Up until now, I moved backwards and sideways in my reality via the Level 1 complicated way of ‘thinking more to achieve less’. Unfortunately, it was a psychodemic only ever looked at and dealt with superficially up until a few years ago. During this time, I lived rigidly, clumsily, and stupidly when producing outwardly in the real world. While inwardly, I felt I had everything perfectly crisp. That’s the catch 22 of a Level 1 revolving door.

And these bad habits weren’t only ‘sometimes’ either which might have been okay. But a ‘lack of flow’ from too much thinking ruled almost all aspects of physical life, which I then went the extra step to compensate for by manufacturing a ‘fake flow’ from refined foods and chemicals that trigger the overriding positive force, aka toxic positivity.

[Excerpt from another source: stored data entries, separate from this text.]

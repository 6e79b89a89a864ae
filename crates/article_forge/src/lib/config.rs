use std::time::Duration;

/// Bounded retry with exponential backoff, applied uniformly to every
/// provider call. `call_timeout` bounds each individual attempt.
#[derive(Debug, Clone, PartialEq)]
pub struct RetryPolicy {
    /// Retries after the first attempt.
    pub max_retries: u32,
    pub initial_backoff: Duration,
    pub max_backoff: Duration,
    pub multiplier: f64,
    pub call_timeout: Duration,
}

impl Default for RetryPolicy {
    fn default() -> Self {
        Self {
            max_retries: 3,
            initial_backoff: Duration::from_millis(500),
            max_backoff: Duration::from_secs(8),
            multiplier: 2.0,
            call_timeout: Duration::from_secs(60),
        }
    }
}

impl RetryPolicy {
    /// Delay before retry number `retry` (1-based).
    pub fn backoff(&self, retry: u32) -> Duration {
        let exponent = retry.saturating_sub(1).min(i32::MAX as u32) as i32;
        let secs = self.initial_backoff.as_secs_f64() * self.multiplier.max(1.0).powi(exponent);
        let cap = self.max_backoff.as_secs_f64();

        if secs.is_finite() && secs < cap {
            Duration::from_secs_f64(secs)
        } else {
            self.max_backoff
        }
    }
}

#[derive(Debug, Clone, PartialEq)]
pub struct EngineConfig {
    /// Upper bound on Writer invocations per job.
    pub max_iterations: u32,
    pub retry: RetryPolicy,
}

impl Default for EngineConfig {
    fn default() -> Self {
        Self {
            max_iterations: 3,
            retry: RetryPolicy::default(),
        }
    }
}

#[derive(Debug, Clone, PartialEq)]
pub struct PipelineConfig {
    /// Audio chunks buffered ahead of transcription before the oldest is dropped.
    pub ingest_capacity: usize,
    /// Capacity of every queue between the later stages.
    pub stage_capacity: usize,
    pub transcribe_concurrency: usize,
    /// Inbound silence that closes the current subject utterance. `None`
    /// waits for an explicit end-of-utterance frame.
    pub utterance_silence: Option<Duration>,
    pub max_questions: u32,
    pub open_with_greeting: bool,
    pub max_consecutive_turn_failures: u32,
}

impl Default for PipelineConfig {
    fn default() -> Self {
        Self {
            ingest_capacity: 64,
            stage_capacity: 16,
            transcribe_concurrency: 4,
            utterance_silence: Some(Duration::from_millis(1500)),
            max_questions: 8,
            open_with_greeting: true,
            max_consecutive_turn_failures: 3,
        }
    }
}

Then there was the harder stuff of booze and drugs, which created a greater artificial space to combat the compression felt inside my negative-charged ideas. On top, it also made my unreal world look and feel particularly real, which fed my ego even more fuel so that I ended up living in another reality altogether. ‘Compression of time leads to a depression of mind’ is what I ultimately worked out in the end. This is exactly why I escaped and floated my way through life, instead of pressing through the harder times.

You see, when I wasn’t stumbling like a fool from condensed or heavy thinking, I was drifting about on a cloud like a fool from the extreme opposite way of lighter thinking and toxic positivity. Either way I would end in a different reality, making life extremely difficult to deal with.

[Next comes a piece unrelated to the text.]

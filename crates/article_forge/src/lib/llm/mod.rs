pub mod gateway;
pub mod openai;
pub mod speech;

My everyday traits were driven by an unrealistic future that turned out to be nothing more than a byproduct from overloading the sensors.

So the Next Question Arose…

How do I shift this internal overactivity that’s burning ablaze inside and transfer its energy outwardly, strengthening my interaction with the real world?

Instead of running up and down the house (my mind) like a locked-up kid on sugar, I needed to get outdoors (the real world) far more often.